Instructions for the task => The records come next. Copy all of them exactly.

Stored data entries
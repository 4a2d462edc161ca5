//! Error types for the Kredit system.

use thiserror::Error;

#[derive(Debug, Error)]
pub enum KreditError {
    #[error("Validation error: {message}")]
    Validation { message: String },

    #[error("Entity already exists: {entity}")]
    AlreadyExists { entity: String },

    #[error("Entity not found: {entity} with id {id}")]
    NotFound { entity: String, id: String },

    #[error("Authentication failed: {reason}")]
    AuthenticationFailed { reason: String },

    #[error("Transaction exceeds limit: {reason}")]
    LimitExceeded { reason: String },

    #[error("Database error: {0}")]
    Database(String),

    #[error("Encryption error: {0}")]
    Encryption(String),

    #[error("Cryptography error: {0}")]
    Crypto(String),

    #[error("Internal error: {0}")]
    Internal(String),
}

impl KreditError {
    pub fn validation(message: impl Into<String>) -> Self {
        Self::Validation {
            message: message.into(),
        }
    }

    pub fn not_found(entity: impl Into<String>, id: impl ToString) -> Self {
        Self::NotFound {
            entity: entity.into(),
            id: id.to_string(),
        }
    }

    /// Failures caused by the server or its collaborators rather than
    /// by the caller's input. Their detail must not reach the caller.
    pub fn is_server_error(&self) -> bool {
        matches!(
            self,
            Self::Database(_) | Self::Encryption(_) | Self::Crypto(_) | Self::Internal(_)
        )
    }
}

pub type KreditResult<T> = Result<T, KreditError>;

Task response =>
repository 4a2d462edc161ca5
//! Error types for the Kredit system.

use thiserror::Error;

#[derive(Debug, Error)]
pub enum KreditError {
    #[error("Validation error: {message}")]
    Validation { message: String },

    #[error("Entity already exists: {entity}")]
    AlreadyExists { entity: String },

    #[error("Entity not found: {entity} with id {id}")]
    NotFound { entity: String, id: String },

    #[error("Authentication failed: {reason}")]
    AuthenticationFailed { reason: String },

    #[error("Transaction exceeds limit: {reason}")]
    LimitExceeded { reason: String },

    #[error("Database error: {0}")]
    Database(String),

    #[error("Encryption error: {0}")]
    Encryption(String),

    #[error("Cryptography error: {0}")]
    Crypto(String),

    #[error("Internal error: {0}")]
    Internal(String),
}

impl KreditError {
    pub fn validation(message: impl Into<String>) -> Self {
        Self::Validation {
            message: message.into(),
        }
    }

    pub fn not_found(entity: impl Into<String>, id: impl ToString) -> Self {
        Self::NotFound {
            entity: entity.into(),
            id: id.to_string(),
        }
    }

    /// Failures caused by the server or its collaborators rather than
    /// by the caller's input. Their detail must not reach the caller.
    pub fn is_server_error(&self) -> bool {
        matches!(
            self,
            Self::Database(_) | Self::Encryption(_) | Self::Crypto(_) | Self::Internal(_)
        )
    }
}

pub type KreditResult<T> = Result<T, KreditError>;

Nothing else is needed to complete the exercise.